During my adolescent summers, I would watch some relative drop her off at the driveway around our ranch. She arrived in long sleeves, long pants, and a scarf about her head. Fishing pole in hand, she took off on the quarter mile dirt road to the river. Small in stature, she disappeared into the tall grasses before reaching the river channel.
On her way, she never stopped by our house to say “hello,” but sometimes when my father was out working around the ranch or in adjacent fields they would linger together for a bit, lean in, and exchange a few words in Czech.
In the ensuing years delivering me from adolescence to being a grandmother myself, I have speculated. But in truth, I will never know what made my grandmother’s heart sing, what caused her to cry, what secrets she kept from whom, what parts of her body ached as she aged, and what dreams she fulfilled by coming to America. All I have are the hard facts of her journey.
She began life as Barbara Fedinec in a small village called Gajdos, in the Austro-Hungarian Empire. Born on January 10, 1884, at age 16 she left the familiar to join other emigrants in search of luck in America. Without money, unable to write Czech or speak English, she was nevertheless, strong, able to work, and apparently enterprising because she obligated herself as an indentured servant to a Pennsylvania road house in exchange for her passage.
In 1900, Charles Kowach also emigrated to Pennsylvania to work in the coal mines. Barbara knew Charles from a neighboring village back home and after meeting in America, he paid off her indentured servitude, freeing her to become his wife. Two years later they married, she took his last name, and they started a family.
Before her bridled duties weighed her down, she sailed back once to Gajdos with her first baby Mary and while there gave birth to her second daughter, Anna. She returned to Charles in Pennsylvania, and by the time Anna was two, they celebrated the birth of their first son, Mike.
Drawn by news of immigrants claiming fertile land under the Homestead Act, Charles decided to move the family to Colorado in hopes of staking a claim. But the transitory years living in ugly houses without adequate accommodations required unsung resilience and strength.
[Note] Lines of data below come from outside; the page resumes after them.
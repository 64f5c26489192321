//! Verification front-end — enter a provider ID, run a verification against
//! the SDK host, and inspect the result payload.

mod config;
mod render;

use std::io::Write;
use std::path::PathBuf;
use std::process::ExitCode;
use std::sync::Arc;

use anyhow::Context;
use clap::Parser;
use reclaim_bridge::HttpProvider;
use reclaim_types::Timestamp;
use reclaim_utils::LogFormat;
use reclaim_verification::state::SUCCESS_STATUS;
use reclaim_verification::{ServiceHandle, VerificationController, VerificationService};
use tokio::io::{AsyncBufReadExt, BufReader};

use crate::config::AppConfig;
use crate::render::Renderer;

const INTERACTIVE_HELP: &str = "\
Type a provider ID, then:
  :submit  (:s)  start verification
  :clear   (:c)  clear input and result
  :quit    (:q)  exit";

#[derive(Parser)]
#[command(name = "reclaim-app", version, about = "In-app verification front-end")]
struct Cli {
    /// Path to a TOML configuration file. If provided, file settings
    /// are used as the base; CLI flags and env vars override them.
    #[arg(long)]
    config: Option<PathBuf>,

    /// JSON file with RECLAIM_APP_ID and RECLAIM_APP_SECRET.
    #[arg(long, env = "RECLAIM_SECRETS")]
    secrets: Option<PathBuf>,

    /// Base URL of the verification SDK host.
    #[arg(long, env = "RECLAIM_BRIDGE_URL")]
    bridge_url: Option<String>,

    /// Log level: "trace", "debug", "info", "warn", "error".
    #[arg(long, env = "RECLAIM_LOG_LEVEL")]
    log_level: Option<String>,

    /// Log format: "human" or "json".
    #[arg(long, env = "RECLAIM_LOG_FORMAT")]
    log_format: Option<LogFormat>,

    /// Print display states as JSON lines.
    #[arg(long)]
    json: bool,

    /// Subcommand.
    #[command(subcommand)]
    command: Command,
}

#[derive(clap::Subcommand)]
enum Command {
    /// Run a single verification and print the outcome.
    Verify {
        /// Provider ID to verify against.
        provider_id: String,
    },
    /// Read provider IDs and commands from stdin.
    Interactive,
}

/// One line of interactive input.
#[derive(Debug, PartialEq, Eq)]
enum Input {
    Submit,
    Clear,
    Quit,
    Help,
    /// A `:`-prefixed line that names no command.
    Unknown(String),
    /// Anything else replaces the provider ID, as typed.
    Text(String),
}

fn parse_line(line: &str) -> Input {
    let trimmed = line.trim();
    if !trimmed.starts_with(':') {
        return Input::Text(line.to_string());
    }
    match trimmed {
        ":submit" | ":s" => Input::Submit,
        ":clear" | ":c" => Input::Clear,
        ":quit" | ":q" => Input::Quit,
        ":help" | ":h" => Input::Help,
        other => Input::Unknown(other.to_string()),
    }
}

/// Layer CLI flags and env vars over the file (or default) configuration.
fn merge(cli: &Cli, file: AppConfig) -> AppConfig {
    AppConfig {
        bridge_url: cli.bridge_url.clone().unwrap_or(file.bridge_url),
        secrets_path: cli.secrets.clone().unwrap_or(file.secrets_path),
        log_format: cli.log_format.unwrap_or(file.log_format),
        log_level: cli.log_level.clone().unwrap_or(file.log_level),
        ..file
    }
}

#[tokio::main]
async fn main() -> anyhow::Result<ExitCode> {
    let cli = Cli::parse();

    let file_config = match cli.config {
        Some(ref path) => AppConfig::from_toml_file(path)
            .with_context(|| format!("loading config {}", path.display()))?,
        None => AppConfig::default(),
    };
    let config = merge(&cli, file_config);

    reclaim_utils::init_logging(config.log_format, &config.log_level);
    if let Some(ref path) = cli.config {
        tracing::info!("Loaded config from {}", path.display());
    }

    let credentials = config
        .load_credentials()
        .context("loading application credentials")?;
    let provider = Arc::new(HttpProvider::new(&config.bridge_url, config.request_timeout())?);
    tracing::info!(
        bridge = provider.endpoint(),
        app_id = credentials.app_id(),
        "verification front-end ready"
    );

    let (handle, task) =
        VerificationService::spawn(VerificationController::new(credentials), provider);
    let renderer = Renderer::new(cli.json);

    let code = match cli.command {
        Command::Verify { provider_id } => run_once(&handle, renderer, provider_id).await?,
        Command::Interactive => {
            run_interactive(&handle, renderer).await?;
            ExitCode::SUCCESS
        }
    };

    drop(handle);
    task.await.context("verification service task")?;
    Ok(code)
}

async fn run_once(
    handle: &ServiceHandle,
    mut renderer: Renderer,
    provider_id: String,
) -> anyhow::Result<ExitCode> {
    handle.set_input(provider_id).await?;
    if !handle.submit().await? {
        anyhow::bail!("provider ID must not be blank");
    }
    let display = handle.wait_settled().await?;
    println!("{}", renderer.render(&display, Timestamp::now()));

    Ok(if display.status_text == SUCCESS_STATUS {
        ExitCode::SUCCESS
    } else {
        ExitCode::FAILURE
    })
}

async fn run_interactive(handle: &ServiceHandle, mut renderer: Renderer) -> anyhow::Result<()> {
    let mut lines = BufReader::new(tokio::io::stdin()).lines();
    let mut display = handle.subscribe();
    println!("{INTERACTIVE_HELP}");

    loop {
        tokio::select! {
            line = lines.next_line() => {
                let Some(line) = line? else { break };
                match parse_line(&line) {
                    Input::Quit => break,
                    Input::Submit => {
                        if handle.submit().await? {
                            renderer.reset_clock();
                        } else {
                            println!("(submit ignored: input is blank or a verification is running)");
                        }
                    }
                    Input::Clear => handle.clear().await?,
                    Input::Help => println!("{INTERACTIVE_HELP}"),
                    Input::Unknown(command) => {
                        println!("unknown command {command}; type :help for the list");
                    }
                    Input::Text(text) => handle.set_input(text).await?,
                }
            }
            changed = display.changed() => {
                if changed.is_err() {
                    break;
                }
                let current = display.borrow_and_update().clone();
                println!("{}", renderer.render(&current, Timestamp::now()));
            }
        }
        std::io::stdout().flush().context("flushing stdout")?;
    }
    Ok(())
}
There was one storied house that became forever etched in the family history. The five of them were living in a dwelling that was half blacksmith shop and half living quarters. There Barbara had given birth to their fourth child. One day in February while Charles was away and Barbara at the neighbors borrowing a wash tub, the house caught on fire. The three older children escaped with minor burns, but the infant died inside while neighbors restrained Barbara from rushing into the flames after him. Everything was lost and the family had to rely on the neighbors’ good will to make it through the winter.
The tragic event exaggerated the need for a real home, but it was another five years before Charles obtained the required citizenship papers and was able to file a homestead claim. While still in transit, Barbara gave birth to another daughter. Finally, the family moved to the homestead, but had to live in a granary while the house was being built. My father and his younger brother, were both born in the granary.
In 1919 the house was finally finished. Barbara was 35 and after giving birth to seven children on the road, she was able to give birth to her last child in her own home.
Amazingly, just one year later at 17, their eldest daughter Mary got married. In an old photograph taken at Mary’s wedding, her mother wears a white broad-brimmed hat that nicely halos her head. Though no one ever spoke to me of Barbara’s temperament or beauty, looking at that image, her eyes hold a sad enchantment and her jaw a determined set.
What I see in the photo was never accessible to me as a child. By 1947 when I was born, Barbara had 19 living grandchildren, of whom I was the last. Many family dramas transpired in the intervening years. For better or for worse (and as I heard from my father, sometimes Charles was mean), Barbara lived with Charles until his death in 1957. She survived another nine years on her own until age 82.
In youth I wanted my grandmother to ask me to go fishing with her. But now imagine that after all the hardships, she savored fishing on her own. I see her content in the shade of the rustling cottonwoods where sometimes she caught a trout to take home and fry and sometimes just a sucker to throw back.
She made that one pivotal decision to come to America and remained partially veiled as an immigrant who didn’t speak English her whole life. So I cannot say if freedom was something she thought about or prized. All I can do is briefly bring to light her time on earth from my angle.
So for Barbara, and other ancestors whose choices appear limited by the constraints of fate, who were never idolized, or acknowledged in the fabric of history, and yet whose lives were undeniably layered into the soil that nurtured me and supported my access to freedom, I offer my belated honoring.
Resources:
- Family genealogy information provided by my sister, Peggy Ence.
Such a survivor! Doesn’t that just make you feel strong knowing her DNA is part of you!
Thanks for sharing this.
You write beautifully.
i love the simplicity and clarity of this. also that both our grandmothers never spoke english.
What a beautifully written recount of what you know about your grandmother’s life.
i love meeting your grandmother. reminds me of mine who didnt speak english and had to rely on her daughter for translation, alos working long hours as a seamstress ruining her eyes, living in poverty and racism. reading your grandma i am again grateful for all my choices and freedom. for i am the one who reaped her benifits, who got the freedom and mobility.